Fast forward couple of years from that point and I was again told by the same friend about Vim. This time about its awesome plugins. YouCompleteMe, Nerdtree, Vundle (along with other plugins from tpope) among many others were brought to my attention. Listening to him, it felt like anything you wanted to do on a text editor to make yourself faster, there was a Vim plugin for that. But it still wasn’t clear to me why I should add an additional cognitive load of learning weird combinations (gg, G, w, 3d) to move around when I am already struggling with coming up with ideas for writing non fiction or just programming. But I decided to give vimtutor a try. It’s a small set of instructions inside a text file that teaches you some basic functionalities of Vim by asking you to perform those functions right inside the tutorial. You learn by editing and navigating the tutorial text file itself. I was beginning to enjoy it a little bit. I followed this by learning to touch type as that seemed essential to use vim efficiently.

Even though I was becoming comfortable with Vim’s very basic movement and editing commands, I still regularly craved mouse for scrolling or moving to a location inside different paragraphs across my file. Then my friend shared this with me:

Do you grok Vim?

I still vaguely remember my excitement while reading that response. Vim is not a text editor. It’s a language.

The “Zen” of vi is that you’re speaking a language.

And that was all the convincing I needed to give it a proper shot. I immediately started using it for both my non-fiction writings and programming. Whenever I was curious about a new text editor on the scene (like Brackets or Atom), first thing I would check is if it has a VIM plugin. It wasn’t like my productivity skyrocketed immediately (in fact it slowed down initially) but I knew that regular usage and dicovering of new “verbs” in this “language” will make things easier overtime. Plugins were galore and I spent countless hours exploring the right ones for writing prose. Every new machine I was given, one of my first actions on it would be to import my .vimrc file. To my detriment, there was a phase when I was using less time actually using Vim and more time exploring plugins or reading articles or watching videos on powerful ways people use Vim.

That’s enough back story which was simply a filler for my today’s post. TIL about convering tab to spaces in Vim (I knew this existed but didn’t really paid attention to it). This is one of those frustrations, solutions to which should be understood early on in your Vim journey. Numerous languages or HTML template engines will throw errors on you if you mix tabs and spaces in the same file. So the only way to efficiently get around this is to completely get rid of tab character. It serves no particular purpose, especially when Vim allows you to use them as spaces.

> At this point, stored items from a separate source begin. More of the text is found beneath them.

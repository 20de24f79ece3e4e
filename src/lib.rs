//! # Trueno-Charts
//!
//! Statistical chart scene engine: turns raw observations into an ordered,
//! layered description of drawing primitives.
//!
//! Built on the [trueno](https://crates.io/crates/trueno) core library for
//! its SIMD reductions, trueno-charts covers the classic statistical chart
//! catalog (bar, histogram, density, box, violin, ECDF, Q-Q, Pareto,
//! stem-and-leaf and more) without touching any rendering API. A renderer
//! (SVG, raster, terminal) consumes the resulting [`Scene`].
//!
//! ## Pipeline
//!
//! ```text
//! Dataset -> ChartKind recipe -> transforms -> scales -> Scene
//! ```
//!
//! ## Quick Start
//!
//! ```rust
//! use trueno_charts::prelude::*;
//!
//! let data = Dataset::values(&[2.0, 3.5, 3.9, 4.1, 5.0, 7.2, 9.8]);
//! let params = ChartParams::default().bins(5);
//! let scene = compute_scene(&data, ChartKind::Histogram, &params)?;
//!
//! for primitive in scene.layer(Layer::Fill) {
//!     // hand each bar to a renderer
//!     let _ = primitive;
//! }
//! # Ok::<(), trueno_charts::Error>(())
//! ```
//!
//! ## References
//!
//! - Wilkinson, L. (2005). *The Grammar of Graphics*. Springer.
//! - Tukey, J. W. (1977). *Exploratory Data Analysis*. Addison-Wesley.
//! - Silverman, B. W. (1986). *Density Estimation for Statistics and Data Analysis*.

#![cfg_attr(docsrs, feature(doc_cfg))]
#![warn(missing_docs)]
// Allow unwrap() in tests only - banned in production code
#![cfg_attr(test, allow(clippy::unwrap_used))]
// Allow common patterns in graphics/visualization code
#![allow(clippy::cast_possible_truncation)]
#![allow(clippy::cast_sign_loss)]
#![allow(clippy::cast_precision_loss)]
#![allow(clippy::many_single_char_names)]
#![allow(clippy::module_name_repetitions)]
#![allow(clippy::similar_names)]
#![allow(clippy::doc_markdown)]

// ============================================================================
// Core Modules
// ============================================================================

/// Color values and the categorical palette.
pub mod color;

/// Geometric primitives (points, lines, rectangles).
pub mod geometry;

/// Scale functions for data-to-visual mappings.
pub mod scale;

/// Statistical transforms.
pub mod stats;

// ============================================================================
// Pipeline Modules
// ============================================================================

/// Input datasets.
pub mod dataset;

/// Scene description output.
pub mod scene;

/// Chart parameters and YAML configuration.
pub mod config;

/// Jitter randomness for strip plots.
pub mod jitter;

/// Chart catalog and dispatch.
pub mod catalog;

mod charts;

// ============================================================================
// Error Types
// ============================================================================

/// Error types for chart pipeline operations.
pub mod error;

pub use catalog::{compute_scene, compute_scene_with, ChartKind};
pub use error::{Error, Result};
pub use scene::Scene;

// ============================================================================
// Prelude
// ============================================================================

/// Commonly used types and traits for convenient imports.
///
/// ```rust
/// use trueno_charts::prelude::*;
/// ```
pub mod prelude {
    pub use batuta_common::display::WithDimensions;
    pub use crate::catalog::{compute_scene, compute_scene_with, ChartKind, Recipe};
    pub use crate::color::Rgba;
    pub use crate::config::{ChartConfig, ChartParams, Margin};
    pub use crate::dataset::{Dataset, DatasetShape, NamedValue, XyDatum};
    pub use crate::error::{Error, Result};
    pub use crate::geometry::{Line, Point, Rect};
    pub use crate::jitter::{JitterSource, Xorshift64};
    pub use crate::scale::{BandScale, LinearScale, OrdinalColorScale, Scale};
    pub use crate::scene::{Anchor, Curve, Layer, Primitive, Scene, Style};
}
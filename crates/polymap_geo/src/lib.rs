//! polymap_geo - geometry helpers for drawn polygons and fetched features
//!
//! Bounding boxes and centers over GeoJSON geometries, plus the stable
//! label-to-color hash used to color feature categories.

mod bounds;
mod color;

pub use bounds::{compute_bounds, compute_center, Bounds, LngLat};
pub use color::{color_for_label, Rgb};
//! The rendering surface seen by the overlay layer.
//!
//! A [`MapSurface`] is anything that can hold GeoJSON sources and styled
//! layers over them, frame its viewport and change its pointer cursor. The
//! vocabulary mirrors common web-map style specifications: layer `layout` and
//! `paint` blocks are plain JSON objects that may contain style expressions.

use geojson::GeoJson;
use polymap_geo::Bounds;
use serde::{Deserialize, Serialize};
use serde_json::Value;

use crate::error::Result;

/// How a layer renders its source.
#[derive(Debug, Clone, Copy, PartialEq, Eq, Serialize, Deserialize)]
#[serde(rename_all = "lowercase")]
pub enum LayerKind {
    /// Filled polygons
    Fill,
    /// Text and icons placed at features
    Symbol,
}

/// A styled layer drawn from one source.
#[derive(Debug, Clone, PartialEq, Serialize, Deserialize)]
pub struct LayerSpec {
    /// Unique layer id
    pub id: String,
    /// Id of the source this layer draws
    pub source: String,
    /// Layer type
    #[serde(rename = "type")]
    pub kind: LayerKind,
    /// Layout properties
    pub layout: Value,
    /// Paint properties
    pub paint: Value,
}

impl LayerSpec {
    /// Create a layer with empty layout and paint blocks.
    pub fn new(id: impl Into<String>, source: impl Into<String>, kind: LayerKind) -> Self {
        Self {
            id: id.into(),
            source: source.into(),
            kind,
            layout: Value::Object(Default::default()),
            paint: Value::Object(Default::default()),
        }
    }

    /// Set the layout block.
    pub fn layout(mut self, layout: Value) -> Self {
        self.layout = layout;
        self
    }

    /// Set the paint block.
    pub fn paint(mut self, paint: Value) -> Self {
        self.paint = paint;
        self
    }
}

/// Pointer cursor shown over the map.
#[derive(Debug, Clone, Copy, PartialEq, Eq, Default, Serialize, Deserialize)]
#[serde(rename_all = "lowercase")]
pub enum Cursor {
    /// Default pointer
    #[default]
    Pointer,
    /// Crosshair, used while drawing
    Crosshair,
}

/// Options for [`MapSurface::fit_bounds`].
#[derive(Debug, Clone, Copy, PartialEq, Serialize, Deserialize)]
pub struct FitBoundsOptions {
    /// Never zoom in further than this level
    pub max_zoom: f64,
}

/// Rendering primitives the overlay layer is built on.
pub trait MapSurface {
    /// Add a GeoJSON source under a new id.
    fn add_source(&mut self, id: &str, data: GeoJson) -> Result<()>;

    /// Replace the data of an existing source.
    fn set_source_data(&mut self, id: &str, data: GeoJson) -> Result<()>;

    /// Current data of a source, if it exists.
    fn source_data(&self, id: &str) -> Option<&GeoJson>;

    /// Remove a source. Layers drawing it must be removed first.
    fn remove_source(&mut self, id: &str) -> Result<()>;

    /// Add a layer over an existing source.
    fn add_layer(&mut self, layer: LayerSpec) -> Result<()>;

    /// Remove a layer.
    fn remove_layer(&mut self, id: &str) -> Result<()>;

    /// Move the viewport so that `bounds` is visible.
    fn fit_bounds(&mut self, bounds: Bounds, options: FitBoundsOptions);

    /// Change the pointer cursor.
    fn set_cursor(&mut self, cursor: Cursor);
}
//! Global constants for polymap

/// Default Overpass interpreter endpoint
pub const DEFAULT_OVERPASS_ENDPOINT: &str = "https://overpass-api.de/api/interpreter";

/// Client-side timeout for one feature query, in seconds
pub const DEFAULT_QUERY_TIMEOUT_SECS: u64 = 10;

/// Timeout the query asks the Overpass server to honor, in seconds
pub const DEFAULT_SERVER_TIMEOUT_SECS: u64 = 90;

/// Maximum zoom when framing a feature
pub const DEFAULT_MAX_ZOOM: f64 = 16.0;

/// Name given to a polygon when no prompt is wired up
pub const DEFAULT_POLYGON_NAME: &str = "Untitled";

/// Tag used to query and color features
pub const DEFAULT_CATEGORY_KEY: &str = "amenity";

/// Color for feature categories not listed in the overlay style
pub const FALLBACK_CATEGORY_COLOR: &str = "black";
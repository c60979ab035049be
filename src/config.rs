//! Configuration file support for polymap.
//!
//! Settings are stored as JSON. A missing field falls back to its default, so
//! older files keep loading as new settings are added. Two environment
//! variables override the Overpass section after loading:
//! `POLYMAP_OVERPASS_ENDPOINT` and `POLYMAP_OVERPASS_TIMEOUT_SECS`.

use std::collections::BTreeMap;
use std::time::Duration;

use serde::{Deserialize, Serialize};

use crate::constants::{
    DEFAULT_CATEGORY_KEY, DEFAULT_MAX_ZOOM, DEFAULT_OVERPASS_ENDPOINT, DEFAULT_POLYGON_NAME,
    DEFAULT_QUERY_TIMEOUT_SECS, DEFAULT_SERVER_TIMEOUT_SECS,
};
use crate::sync::{SyncSettings, UpdateOrdering};

/// Environment variable overriding the Overpass endpoint.
pub const ENDPOINT_ENV: &str = "POLYMAP_OVERPASS_ENDPOINT";

/// Environment variable overriding the query timeout in seconds.
pub const TIMEOUT_ENV: &str = "POLYMAP_OVERPASS_TIMEOUT_SECS";

/// Log level setting for the application.
#[derive(Debug, Clone, Copy, PartialEq, Eq, Serialize, Deserialize, Default)]
#[serde(rename_all = "lowercase")]
pub enum LogLevel {
    /// Show only errors
    Error,
    /// Show errors and warnings
    Warn,
    /// Show errors, warnings, and info messages
    #[default]
    Info,
    /// Show debug-level logging
    Debug,
    /// Show all log messages including trace
    Trace,
}

impl LogLevel {
    /// Convert to log crate's LevelFilter.
    pub fn to_level_filter(&self) -> log::LevelFilter {
        match self {
            LogLevel::Error => log::LevelFilter::Error,
            LogLevel::Warn => log::LevelFilter::Warn,
            LogLevel::Info => log::LevelFilter::Info,
            LogLevel::Debug => log::LevelFilter::Debug,
            LogLevel::Trace => log::LevelFilter::Trace,
        }
    }
}

/// Current configuration file format version.
/// Increment this when making breaking changes to the config format.
pub const CONFIG_VERSION: u32 = 1;

/// Application configuration.
#[derive(Debug, Clone, PartialEq, Serialize, Deserialize)]
pub struct AppConfig {
    /// Version of the configuration file format
    pub version: u32,

    /// Feature query service
    #[serde(default)]
    pub overpass: OverpassConfig,

    /// Map viewport behavior
    #[serde(default)]
    pub map: MapConfig,

    /// Polygon synchronization behavior
    #[serde(default)]
    pub sync: SyncConfig,

    /// Log verbosity level
    #[serde(default)]
    pub log_level: LogLevel,
}

/// Overpass section of the config.
#[derive(Debug, Clone, PartialEq, Eq, Serialize, Deserialize)]
pub struct OverpassConfig {
    /// Interpreter URL the query is posted to
    #[serde(default = "default_endpoint")]
    pub endpoint: String,

    /// Client-side request timeout in seconds
    #[serde(default = "default_timeout_secs")]
    pub timeout_secs: u64,

    /// Timeout written into the query for the server, in seconds
    #[serde(default = "default_server_timeout_secs")]
    pub server_timeout_secs: u64,

    /// Extra request headers
    #[serde(default)]
    pub headers: BTreeMap<String, String>,
}

fn default_endpoint() -> String {
    DEFAULT_OVERPASS_ENDPOINT.to_string()
}

fn default_timeout_secs() -> u64 {
    DEFAULT_QUERY_TIMEOUT_SECS
}

fn default_server_timeout_secs() -> u64 {
    DEFAULT_SERVER_TIMEOUT_SECS
}

impl OverpassConfig {
    /// Client-side timeout as a duration.
    pub fn timeout(&self) -> Duration {
        Duration::from_secs(self.timeout_secs)
    }
}

impl Default for OverpassConfig {
    fn default() -> Self {
        Self {
            endpoint: default_endpoint(),
            timeout_secs: default_timeout_secs(),
            server_timeout_secs: default_server_timeout_secs(),
            headers: BTreeMap::new(),
        }
    }
}

/// Map section of the config.
#[derive(Debug, Clone, PartialEq, Serialize, Deserialize)]
pub struct MapConfig {
    /// Maximum zoom when framing a feature
    #[serde(default = "default_max_zoom")]
    pub max_zoom: f64,
}

fn default_max_zoom() -> f64 {
    DEFAULT_MAX_ZOOM
}

impl Default for MapConfig {
    fn default() -> Self {
        Self {
            max_zoom: default_max_zoom(),
        }
    }
}

/// Sync section of the config.
#[derive(Debug, Clone, PartialEq, Eq, Serialize, Deserialize)]
pub struct SyncConfig {
    /// Name used when no name prompt is available
    #[serde(default = "default_name")]
    pub default_name: String,

    /// Tag that features are queried by and colored by
    #[serde(default = "default_category_key")]
    pub category_key: String,

    /// How overlapping updates of one polygon resolve
    #[serde(default)]
    pub update_ordering: UpdateOrdering,
}

fn default_name() -> String {
    DEFAULT_POLYGON_NAME.to_string()
}

fn default_category_key() -> String {
    DEFAULT_CATEGORY_KEY.to_string()
}

impl Default for SyncConfig {
    fn default() -> Self {
        Self {
            default_name: default_name(),
            category_key: default_category_key(),
            update_ordering: UpdateOrdering::default(),
        }
    }
}

impl AppConfig {
    /// Create a new configuration with default values.
    pub fn new() -> Self {
        Self {
            version: CONFIG_VERSION,
            overpass: OverpassConfig::default(),
            map: MapConfig::default(),
            sync: SyncConfig::default(),
            log_level: LogLevel::default(),
        }
    }

    /// Settings for the sync engine.
    pub fn sync_settings(&self) -> SyncSettings {
        SyncSettings {
            category_key: self.sync.category_key.clone(),
            max_zoom: self.map.max_zoom,
            update_ordering: self.sync.update_ordering,
        }
    }

    /// Serialize the configuration to JSON.
    pub fn to_json(&self) -> Result<String, serde_json::Error> {
        serde_json::to_string_pretty(self)
    }

    /// Deserialize configuration from JSON.
    pub fn from_json(json: &str) -> Result<Self, ConfigError> {
        let config: Self = serde_json::from_str(json)?;

        // Validate version compatibility
        if config.version > CONFIG_VERSION {
            return Err(ConfigError::VersionTooNew {
                file_version: config.version,
                supported_version: CONFIG_VERSION,
            });
        }

        Ok(config)
    }

    /// Apply environment overrides using the process environment.
    pub fn with_env_overrides(self) -> Self {
        self.with_overrides(|key| std::env::var(key).ok())
    }

    /// Apply overrides from an arbitrary variable lookup.
    pub fn with_overrides(mut self, lookup: impl Fn(&str) -> Option<String>) -> Self {
        if let Some(endpoint) = lookup(ENDPOINT_ENV).filter(|v| !v.trim().is_empty()) {
            self.overpass.endpoint = endpoint.trim().to_string();
        }
        if let Some(raw) = lookup(TIMEOUT_ENV) {
            match raw.trim().parse::<u64>() {
                Ok(secs) if secs > 0 => self.overpass.timeout_secs = secs,
                _ => log::warn!("Ignoring invalid {}={:?}", TIMEOUT_ENV, raw),
            }
        }
        self
    }

    /// Get the default filename for the config file.
    pub fn default_filename() -> &'static str {
        "polymap-config.json"
    }

    /// Get the default config file path.
    #[cfg(not(target_arch = "wasm32"))]
    pub fn default_path() -> Option<std::path::PathBuf> {
        // Try to use XDG config directory, fall back to home directory
        if let Some(config_dir) = dirs::config_dir() {
            Some(config_dir.join("polymap").join(Self::default_filename()))
        } else {
            dirs::home_dir().map(|home_dir| {
                home_dir
                    .join(".config")
                    .join("polymap")
                    .join(Self::default_filename())
            })
        }
    }

    /// Try to load configuration from the default path.
    /// Returns None if the file doesn't exist or can't be read.
    #[cfg(not(target_arch = "wasm32"))]
    pub fn load_from_default_path() -> Option<Self> {
        let path = Self::default_path()?;
        if !path.exists() {
            log::debug!("No config file found at {:?}", path);
            return None;
        }

        match std::fs::read_to_string(&path) {
            Ok(json) => match Self::from_json(&json) {
                Ok(config) => {
                    log::info!("Loaded configuration from {:?}", path);
                    Some(config)
                }
                Err(e) => {
                    log::warn!("Failed to parse config file {:?}: {}", path, e);
                    None
                }
            },
            Err(e) => {
                log::warn!("Failed to read config file {:?}: {}", path, e);
                None
            }
        }
    }

    /// Save configuration to the default path.
    #[cfg(not(target_arch = "wasm32"))]
    pub fn save_to_default_path(&self) -> Result<std::path::PathBuf, ConfigError> {
        let path = Self::default_path().ok_or_else(|| {
            ConfigError::IoError(std::io::Error::new(
                std::io::ErrorKind::NotFound,
                "Could not determine config directory",
            ))
        })?;

        // Create parent directories if needed
        if let Some(parent) = path.parent() {
            std::fs::create_dir_all(parent)?;
        }

        let json = self.to_json()?;
        std::fs::write(&path, json)?;
        log::info!("Saved configuration to {:?}", path);
        Ok(path)
    }
}

impl Default for AppConfig {
    fn default() -> Self {
        Self::new()
    }
}

/// Errors that can occur when loading configuration.
#[derive(Debug, thiserror::Error)]
pub enum ConfigError {
    /// JSON parsing error
    #[error("Failed to parse configuration: {0}")]
    ParseError(#[from] serde_json::Error),

    /// Configuration version is newer than supported
    #[error(
        "Configuration file version {file_version} is newer than supported version {supported_version}"
    )]
    VersionTooNew {
        file_version: u32,
        supported_version: u32,
    },

    /// I/O error when reading/writing config
    #[error("I/O error: {0}")]
    IoError(#[from] std::io::Error),
}

#[cfg(test)]
mod tests {
    use super::*;

    #[test]
    fn test_roundtrip() {
        let mut config = AppConfig::new();
        config.sync.update_ordering = UpdateOrdering::LatestIssued;
        config
            .overpass
            .headers
            .insert("User-Agent".to_string(), "polymap-test".to_string());

        let json = config.to_json().unwrap();
        assert_eq!(AppConfig::from_json(&json).unwrap(), config);
    }

    #[test]
    fn test_missing_sections_use_defaults() {
        let config = AppConfig::from_json(r#"{ "version": 1 }"#).unwrap();
        assert_eq!(config, AppConfig::default());
        assert_eq!(config.overpass.timeout(), Duration::from_secs(10));
        assert_eq!(config.sync.category_key, "amenity");
        assert_eq!(config.map.max_zoom, 16.0);
    }

    #[test]
    fn test_map_section_holds_only_max_zoom() {
        let json = AppConfig::new().to_json().unwrap();
        let value: serde_json::Value = serde_json::from_str(&json).unwrap();
        assert_eq!(value["map"], serde_json::json!({ "max_zoom": 16.0 }));

        // Files written with viewport defaults still load.
        let config = AppConfig::from_json(
            r#"{ "version": 1, "map": { "max_zoom": 12, "default_center": [0, 0], "default_zoom": 3 } }"#,
        )
        .unwrap();
        assert_eq!(config.map.max_zoom, 12.0);
    }

    #[test]
    fn test_version_too_new() {
        let result = AppConfig::from_json(r#"{ "version": 99 }"#);
        assert!(matches!(
            result,
            Err(ConfigError::VersionTooNew {
                file_version: 99,
                ..
            })
        ));
    }

    #[test]
    fn test_update_ordering_names() {
        let config =
            AppConfig::from_json(r#"{ "version": 1, "sync": { "update_ordering": "latest_issued" } }"#)
                .unwrap();
        assert_eq!(config.sync.update_ordering, UpdateOrdering::LatestIssued);
        assert_eq!(config.sync.default_name, "Untitled");
    }

    #[test]
    fn test_overrides() {
        let config = AppConfig::new().with_overrides(|key| match key {
            ENDPOINT_ENV => Some(" http://localhost:12345/api/interpreter ".to_string()),
            TIMEOUT_ENV => Some("3".to_string()),
            _ => None,
        });
        assert_eq!(config.overpass.endpoint, "http://localhost:12345/api/interpreter");
        assert_eq!(config.overpass.timeout_secs, 3);

        let unchanged = AppConfig::new().with_overrides(|key| match key {
            TIMEOUT_ENV => Some("soon".to_string()),
            _ => None,
        });
        assert_eq!(unchanged.overpass.timeout_secs, DEFAULT_QUERY_TIMEOUT_SECS);
    }

    #[test]
    fn test_sync_settings() {
        let settings = AppConfig::new().sync_settings();
        assert_eq!(settings.category_key, "amenity");
        assert_eq!(settings.update_ordering, UpdateOrdering::LastResolved);
    }
}
//! The drawing toolkit seen from the sync engine.
//!
//! A [`DrawController`] holds the polygons the user has drawn and raises
//! [`DrawEvent`]s as they change. [`MemoryDraw`] is a controller without any
//! pointer handling, used by the CLI and in tests.

use std::cell::RefCell;
use std::collections::BTreeMap;
use std::rc::Rc;

use geojson::Geometry;
use serde::{Deserialize, Serialize};

use crate::model::{DrawFeature, DrawId};

/// Interaction mode of the draw controller.
#[derive(Debug, Clone, Copy, PartialEq, Eq, Default, Serialize, Deserialize)]
#[serde(rename_all = "snake_case")]
pub enum DrawMode {
    /// Click to select whole features
    #[default]
    SimpleSelect,
    /// Drag vertices of the selected feature
    DirectSelect,
    /// Each click adds a vertex to a new polygon
    DrawPolygon,
}

impl DrawMode {
    /// Whether the user is placing a new polygon.
    pub fn is_drawing(self) -> bool {
        matches!(self, DrawMode::DrawPolygon)
    }
}

/// Lifecycle and interaction events raised by the draw controller.
#[derive(Debug, Clone, PartialEq)]
pub enum DrawEvent {
    Create(DrawFeature),
    Update(DrawFeature),
    Delete(Vec<DrawFeature>),
    ModeChange(DrawMode),
    SelectionChange(Vec<DrawId>),
}

/// Operations the sync engine issues against the draw controller.
///
/// Mutating calls return the events the controller raised because of them,
/// so the caller can feed them back through the same handling path as
/// user-driven events.
pub trait DrawController {
    /// The live feature with `id`, if any.
    fn get(&self, id: &DrawId) -> Option<DrawFeature>;

    /// Delete a feature. Returns no events if it does not exist.
    fn delete(&mut self, id: &DrawId) -> Vec<DrawEvent>;

    /// Switch the interaction mode.
    fn change_mode(&mut self, mode: DrawMode) -> Vec<DrawEvent>;
}

#[derive(Debug, Default)]
struct DrawState {
    features: BTreeMap<DrawId, Geometry>,
    mode: DrawMode,
    selection: Vec<DrawId>,
    next_id: u64,
}

/// In-memory draw controller. Clones share the same state.
#[derive(Debug, Clone, Default)]
pub struct MemoryDraw {
    state: Rc<RefCell<DrawState>>,
}

impl MemoryDraw {
    pub fn new() -> Self {
        Self::default()
    }

    /// Add a polygon under a generated id.
    pub fn insert(&self, geometry: Geometry) -> DrawEvent {
        let id = {
            let mut state = self.state.borrow_mut();
            state.next_id += 1;
            DrawId::new(format!("draw-{}", state.next_id))
        };
        self.insert_with_id(id, geometry)
    }

    /// Add or replace a polygon under a caller-chosen id.
    pub fn insert_with_id(&self, id: impl Into<DrawId>, geometry: Geometry) -> DrawEvent {
        let id = id.into();
        self.state
            .borrow_mut()
            .features
            .insert(id.clone(), geometry.clone());
        DrawEvent::Create(DrawFeature::new(id, geometry))
    }

    /// Reshape an existing polygon. Returns None if `id` is unknown.
    pub fn update(&self, id: &DrawId, geometry: Geometry) -> Option<DrawEvent> {
        let mut state = self.state.borrow_mut();
        let slot = state.features.get_mut(id)?;
        *slot = geometry.clone();
        Some(DrawEvent::Update(DrawFeature::new(id.clone(), geometry)))
    }

    /// Replace the selection. Unknown ids are dropped.
    pub fn select(&self, ids: &[DrawId]) -> DrawEvent {
        let mut state = self.state.borrow_mut();
        let selection: Vec<DrawId> = ids
            .iter()
            .filter(|id| state.features.contains_key(*id))
            .cloned()
            .collect();
        state.selection = selection.clone();
        DrawEvent::SelectionChange(selection)
    }

    pub fn mode(&self) -> DrawMode {
        self.state.borrow().mode
    }

    pub fn selection(&self) -> Vec<DrawId> {
        self.state.borrow().selection.clone()
    }

    /// Ids of all live features, in id order.
    pub fn ids(&self) -> Vec<DrawId> {
        self.state.borrow().features.keys().cloned().collect()
    }

    pub fn len(&self) -> usize {
        self.state.borrow().features.len()
    }

    pub fn is_empty(&self) -> bool {
        self.state.borrow().features.is_empty()
    }
}

impl DrawController for MemoryDraw {
    fn get(&self, id: &DrawId) -> Option<DrawFeature> {
        let state = self.state.borrow();
        state
            .features
            .get(id)
            .map(|geometry| DrawFeature::new(id.clone(), geometry.clone()))
    }

    fn delete(&mut self, id: &DrawId) -> Vec<DrawEvent> {
        let mut state = self.state.borrow_mut();
        let Some(geometry) = state.features.remove(id) else {
            return Vec::new();
        };

        let mut events = vec![DrawEvent::Delete(vec![DrawFeature::new(id.clone(), geometry)])];
        if state.selection.contains(id) {
            state.selection.retain(|selected| selected != id);
            events.push(DrawEvent::SelectionChange(state.selection.clone()));
        }
        events
    }

    fn change_mode(&mut self, mode: DrawMode) -> Vec<DrawEvent> {
        let mut state = self.state.borrow_mut();
        if state.mode == mode {
            return Vec::new();
        }
        state.mode = mode;

        let mut events = Vec::new();
        // Starting a new polygon drops the current selection.
        if mode.is_drawing() && !state.selection.is_empty() {
            state.selection.clear();
            events.push(DrawEvent::SelectionChange(Vec::new()));
        }
        events.push(DrawEvent::ModeChange(mode));
        events
    }
}

#[cfg(test)]
mod tests {
    use super::*;
    use geojson::Value;

    fn square(size: f64) -> Geometry {
        Geometry::new(Value::Polygon(vec![vec![
            vec![0.0, 0.0],
            vec![0.0, size],
            vec![size, size],
            vec![size, 0.0],
            vec![0.0, 0.0],
        ]]))
    }

    #[test]
    fn test_insert_generates_ids() {
        let draw = MemoryDraw::new();
        let DrawEvent::Create(first) = draw.insert(square(1.0)) else {
            panic!("expected create");
        };
        let DrawEvent::Create(second) = draw.insert(square(2.0)) else {
            panic!("expected create");
        };
        assert_ne!(first.id, second.id);
        assert_eq!(draw.len(), 2);
        assert_eq!(draw.get(&first.id), Some(first));
    }

    #[test]
    fn test_update_unknown_id() {
        let draw = MemoryDraw::new();
        assert_eq!(draw.update(&DrawId::new("missing"), square(1.0)), None);
    }

    #[test]
    fn test_delete_raises_delete_and_selection() {
        let mut draw = MemoryDraw::new();
        draw.insert_with_id("a", square(1.0));
        draw.insert_with_id("b", square(2.0));
        draw.select(&[DrawId::new("a"), DrawId::new("b")]);

        let events = draw.delete(&DrawId::new("a"));
        assert_eq!(events.len(), 2);
        assert!(matches!(&events[0], DrawEvent::Delete(features) if features[0].id.as_str() == "a"));
        assert_eq!(events[1], DrawEvent::SelectionChange(vec![DrawId::new("b")]));

        assert!(draw.delete(&DrawId::new("a")).is_empty());
        assert!(draw.get(&DrawId::new("a")).is_none());
    }

    #[test]
    fn test_change_mode() {
        let mut draw = MemoryDraw::new();
        draw.insert_with_id("a", square(1.0));
        draw.select(&[DrawId::new("a")]);

        let events = draw.change_mode(DrawMode::DrawPolygon);
        assert_eq!(
            events,
            vec![
                DrawEvent::SelectionChange(Vec::new()),
                DrawEvent::ModeChange(DrawMode::DrawPolygon)
            ]
        );
        assert!(draw.change_mode(DrawMode::DrawPolygon).is_empty());
        assert_eq!(draw.mode(), DrawMode::DrawPolygon);
    }

    #[test]
    fn test_mode_names() {
        assert_eq!(
            serde_json::to_value(DrawMode::DrawPolygon).unwrap(),
            "draw_polygon"
        );
        assert!(!DrawMode::DirectSelect.is_drawing());
    }
}
//! Identity and geometry of a polygon held by the draw controller.

use std::fmt;

use geojson::Geometry;
use serde::{Deserialize, Serialize};

/// Opaque id the draw controller assigns to each drawn feature.
#[derive(Debug, Clone, PartialEq, Eq, Hash, PartialOrd, Ord, Serialize, Deserialize)]
#[serde(transparent)]
pub struct DrawId(String);

impl DrawId {
    pub fn new(id: impl Into<String>) -> Self {
        Self(id.into())
    }

    pub fn as_str(&self) -> &str {
        &self.0
    }
}

impl fmt::Display for DrawId {
    fn fmt(&self, f: &mut fmt::Formatter<'_>) -> fmt::Result {
        f.write_str(&self.0)
    }
}

impl From<&str> for DrawId {
    fn from(id: &str) -> Self {
        Self::new(id)
    }
}

impl From<String> for DrawId {
    fn from(id: String) -> Self {
        Self(id)
    }
}

/// A feature as reported by the draw controller.
#[derive(Debug, Clone, PartialEq, Serialize, Deserialize)]
pub struct DrawFeature {
    pub id: DrawId,
    pub geometry: Geometry,
}

impl DrawFeature {
    pub fn new(id: impl Into<DrawId>, geometry: Geometry) -> Self {
        Self {
            id: id.into(),
            geometry,
        }
    }
}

So here are some useful commands you should add in your .vimrc file:

  1. for inserting spaces even when you press the Tab key:

    set expandtab
    # if you ever wanna go back:
    set noexpandtab
    

    You can even type this in Vim’s command line mode (same command preceded by “:”) but it will only change the new tab characters to spaces, not the existing ones. If you want to change all existing tabs to spaces from within a Vim document, simply do:

    :retab
    
  2. To insert a set number of spaces when you press Tab key:

    set tabstop=2 # for 2 spaces
    
  3. If your programming language needs indentation, you can set the right amount of indentation (usually 2 or 4 spaces). Do this:

    set shiftwidth=2
    
  4. If you want to press backspace and go back a “tab”, you can use:

    set softtabstop=2 # press backspace/delete and go back 2 spaces
    
  5. What if you wanted different tab settings for different files? Let’s say you want to convert tab to spaces only for Python files:

    autocmd FileType * set noexpandtab | set shiftwidth=4
    autocmd FileType python set expandtab | set shiftwidth=2
    

As with everyt tactic in Vim, there are hundreds of sub-tactics. If you are a visual learner learn better via programming screencasts, consider watching Vimcast’s episode on tabs and spaces (actually watch everything there).